» INPUT MATERIAL
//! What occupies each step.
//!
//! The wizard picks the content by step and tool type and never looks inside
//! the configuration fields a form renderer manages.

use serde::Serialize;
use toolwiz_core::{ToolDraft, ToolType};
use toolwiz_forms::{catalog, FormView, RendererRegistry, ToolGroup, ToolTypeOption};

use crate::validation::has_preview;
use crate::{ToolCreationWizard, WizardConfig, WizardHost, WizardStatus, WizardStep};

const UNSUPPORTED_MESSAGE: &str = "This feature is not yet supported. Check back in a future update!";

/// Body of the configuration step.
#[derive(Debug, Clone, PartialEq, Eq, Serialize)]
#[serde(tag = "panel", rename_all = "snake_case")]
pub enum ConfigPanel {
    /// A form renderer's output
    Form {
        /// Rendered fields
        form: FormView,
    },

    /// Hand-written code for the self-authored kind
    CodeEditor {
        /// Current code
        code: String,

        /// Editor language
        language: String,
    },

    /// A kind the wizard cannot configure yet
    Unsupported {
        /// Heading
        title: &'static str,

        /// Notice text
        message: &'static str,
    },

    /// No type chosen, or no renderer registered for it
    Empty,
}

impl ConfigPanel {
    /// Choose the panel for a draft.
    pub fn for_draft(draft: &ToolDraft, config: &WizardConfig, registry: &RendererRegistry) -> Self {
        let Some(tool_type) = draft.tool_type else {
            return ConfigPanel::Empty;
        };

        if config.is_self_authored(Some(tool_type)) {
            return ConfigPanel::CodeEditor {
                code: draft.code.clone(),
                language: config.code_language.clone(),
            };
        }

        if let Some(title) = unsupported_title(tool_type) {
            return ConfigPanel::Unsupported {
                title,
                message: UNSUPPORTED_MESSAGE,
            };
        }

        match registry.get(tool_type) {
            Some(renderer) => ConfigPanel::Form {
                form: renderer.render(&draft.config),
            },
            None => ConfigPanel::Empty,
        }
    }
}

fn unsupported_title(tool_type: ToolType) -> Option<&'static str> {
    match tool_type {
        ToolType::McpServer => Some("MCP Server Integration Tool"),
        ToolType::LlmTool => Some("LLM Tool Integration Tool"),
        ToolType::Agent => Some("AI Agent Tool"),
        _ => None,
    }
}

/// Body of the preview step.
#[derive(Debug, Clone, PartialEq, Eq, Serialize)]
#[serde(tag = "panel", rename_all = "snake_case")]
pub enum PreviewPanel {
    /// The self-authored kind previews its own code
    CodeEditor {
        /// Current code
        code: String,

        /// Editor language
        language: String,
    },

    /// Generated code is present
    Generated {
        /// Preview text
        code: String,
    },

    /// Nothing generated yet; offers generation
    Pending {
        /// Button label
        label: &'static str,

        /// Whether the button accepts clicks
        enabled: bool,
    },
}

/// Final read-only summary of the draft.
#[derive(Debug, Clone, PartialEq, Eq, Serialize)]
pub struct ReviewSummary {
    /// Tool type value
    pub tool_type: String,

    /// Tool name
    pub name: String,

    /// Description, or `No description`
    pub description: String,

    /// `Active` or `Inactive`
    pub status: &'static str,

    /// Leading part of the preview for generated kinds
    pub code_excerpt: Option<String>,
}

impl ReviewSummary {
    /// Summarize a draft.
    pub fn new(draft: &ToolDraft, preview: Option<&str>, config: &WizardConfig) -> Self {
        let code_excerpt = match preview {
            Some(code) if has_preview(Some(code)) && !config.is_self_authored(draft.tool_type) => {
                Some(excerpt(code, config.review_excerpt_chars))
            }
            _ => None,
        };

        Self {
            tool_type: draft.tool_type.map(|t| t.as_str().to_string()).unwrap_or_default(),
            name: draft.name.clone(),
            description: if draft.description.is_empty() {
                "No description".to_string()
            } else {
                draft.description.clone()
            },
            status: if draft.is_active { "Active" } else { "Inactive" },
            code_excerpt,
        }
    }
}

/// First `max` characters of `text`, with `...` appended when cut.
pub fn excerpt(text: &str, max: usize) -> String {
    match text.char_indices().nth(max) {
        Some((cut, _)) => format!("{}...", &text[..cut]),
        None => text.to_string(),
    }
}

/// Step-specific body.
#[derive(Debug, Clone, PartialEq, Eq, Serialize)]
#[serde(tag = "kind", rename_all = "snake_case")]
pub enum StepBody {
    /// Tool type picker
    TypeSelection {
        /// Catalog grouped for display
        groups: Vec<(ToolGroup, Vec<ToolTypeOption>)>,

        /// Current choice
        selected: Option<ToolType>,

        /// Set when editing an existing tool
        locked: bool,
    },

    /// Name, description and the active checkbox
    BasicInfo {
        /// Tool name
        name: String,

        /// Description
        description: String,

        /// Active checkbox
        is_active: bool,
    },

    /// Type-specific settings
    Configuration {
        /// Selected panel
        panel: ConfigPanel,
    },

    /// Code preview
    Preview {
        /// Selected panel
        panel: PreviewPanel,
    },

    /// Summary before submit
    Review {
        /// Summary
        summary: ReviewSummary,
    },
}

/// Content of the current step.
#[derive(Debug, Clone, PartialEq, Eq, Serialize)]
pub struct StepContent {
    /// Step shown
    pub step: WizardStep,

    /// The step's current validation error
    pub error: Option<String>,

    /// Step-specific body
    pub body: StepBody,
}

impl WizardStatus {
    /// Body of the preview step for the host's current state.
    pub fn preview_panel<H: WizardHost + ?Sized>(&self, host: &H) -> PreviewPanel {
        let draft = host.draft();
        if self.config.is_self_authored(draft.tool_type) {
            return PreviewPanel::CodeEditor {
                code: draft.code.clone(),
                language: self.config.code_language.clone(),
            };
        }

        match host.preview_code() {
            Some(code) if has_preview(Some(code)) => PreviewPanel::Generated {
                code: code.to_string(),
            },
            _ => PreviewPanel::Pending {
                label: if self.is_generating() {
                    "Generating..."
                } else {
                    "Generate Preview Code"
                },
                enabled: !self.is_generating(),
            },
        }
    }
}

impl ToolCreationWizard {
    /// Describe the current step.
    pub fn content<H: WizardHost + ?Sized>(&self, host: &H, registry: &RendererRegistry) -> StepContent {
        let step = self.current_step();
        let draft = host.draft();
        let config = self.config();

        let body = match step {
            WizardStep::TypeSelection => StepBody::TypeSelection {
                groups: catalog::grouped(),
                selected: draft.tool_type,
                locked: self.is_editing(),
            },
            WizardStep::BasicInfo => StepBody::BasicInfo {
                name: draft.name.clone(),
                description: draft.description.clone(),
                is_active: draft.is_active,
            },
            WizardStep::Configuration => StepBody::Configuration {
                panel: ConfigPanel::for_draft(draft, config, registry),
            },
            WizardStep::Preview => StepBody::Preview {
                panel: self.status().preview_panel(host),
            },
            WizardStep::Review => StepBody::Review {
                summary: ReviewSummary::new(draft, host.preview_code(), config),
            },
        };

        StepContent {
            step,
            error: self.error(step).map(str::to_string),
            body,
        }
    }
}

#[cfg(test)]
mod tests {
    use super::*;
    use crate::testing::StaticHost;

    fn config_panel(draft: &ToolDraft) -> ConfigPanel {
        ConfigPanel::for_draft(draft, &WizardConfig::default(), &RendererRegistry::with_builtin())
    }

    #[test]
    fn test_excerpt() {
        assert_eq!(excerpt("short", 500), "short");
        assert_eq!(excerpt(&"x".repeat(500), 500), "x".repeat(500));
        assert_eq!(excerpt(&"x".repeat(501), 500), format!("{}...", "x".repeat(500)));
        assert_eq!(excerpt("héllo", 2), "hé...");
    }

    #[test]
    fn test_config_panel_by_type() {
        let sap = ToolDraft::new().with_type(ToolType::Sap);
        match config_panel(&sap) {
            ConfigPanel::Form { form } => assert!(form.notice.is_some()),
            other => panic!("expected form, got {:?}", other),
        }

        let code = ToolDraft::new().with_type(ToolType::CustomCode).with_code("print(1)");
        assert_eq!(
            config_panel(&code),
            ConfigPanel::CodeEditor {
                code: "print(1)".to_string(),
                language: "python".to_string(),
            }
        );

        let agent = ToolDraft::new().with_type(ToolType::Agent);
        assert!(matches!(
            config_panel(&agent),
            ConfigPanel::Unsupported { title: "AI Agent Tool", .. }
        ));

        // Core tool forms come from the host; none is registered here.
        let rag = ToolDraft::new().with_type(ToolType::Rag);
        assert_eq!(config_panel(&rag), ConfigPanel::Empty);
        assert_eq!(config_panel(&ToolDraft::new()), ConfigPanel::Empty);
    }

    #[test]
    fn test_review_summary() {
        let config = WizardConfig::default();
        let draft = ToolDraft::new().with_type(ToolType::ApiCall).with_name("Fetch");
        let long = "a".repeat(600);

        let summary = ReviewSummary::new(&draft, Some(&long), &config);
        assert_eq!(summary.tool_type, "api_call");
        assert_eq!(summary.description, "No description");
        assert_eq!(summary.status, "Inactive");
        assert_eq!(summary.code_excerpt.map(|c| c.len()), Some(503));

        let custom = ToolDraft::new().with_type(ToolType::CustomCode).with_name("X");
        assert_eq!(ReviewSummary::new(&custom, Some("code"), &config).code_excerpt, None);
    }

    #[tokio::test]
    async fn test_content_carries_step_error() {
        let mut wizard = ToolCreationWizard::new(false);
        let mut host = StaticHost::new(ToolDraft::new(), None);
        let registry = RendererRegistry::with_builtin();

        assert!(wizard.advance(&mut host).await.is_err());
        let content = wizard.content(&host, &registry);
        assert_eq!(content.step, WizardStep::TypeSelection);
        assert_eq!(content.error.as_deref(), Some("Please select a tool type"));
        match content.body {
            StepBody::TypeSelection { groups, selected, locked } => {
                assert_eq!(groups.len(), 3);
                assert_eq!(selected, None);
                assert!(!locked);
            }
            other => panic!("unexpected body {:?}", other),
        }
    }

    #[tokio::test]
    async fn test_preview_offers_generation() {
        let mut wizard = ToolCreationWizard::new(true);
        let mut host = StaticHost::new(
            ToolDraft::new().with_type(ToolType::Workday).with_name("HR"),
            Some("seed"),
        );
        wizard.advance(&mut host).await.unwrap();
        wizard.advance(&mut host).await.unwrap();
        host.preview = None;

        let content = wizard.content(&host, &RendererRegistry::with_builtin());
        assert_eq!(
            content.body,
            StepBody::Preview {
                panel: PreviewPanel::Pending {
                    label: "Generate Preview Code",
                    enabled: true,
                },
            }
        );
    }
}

» WHAT YOU ARE ASKED TO DO
Working through the records, copy each line in which the word "ToolCreationWizard" appears.

» SOLUTION TO THIS EXERCISE
use crate::{ToolCreationWizard, WizardConfig, WizardHost, WizardStatus, WizardStep};
impl ToolCreationWizard {
        let mut wizard = ToolCreationWizard::new(false);
        let mut wizard = ToolCreationWizard::new(true);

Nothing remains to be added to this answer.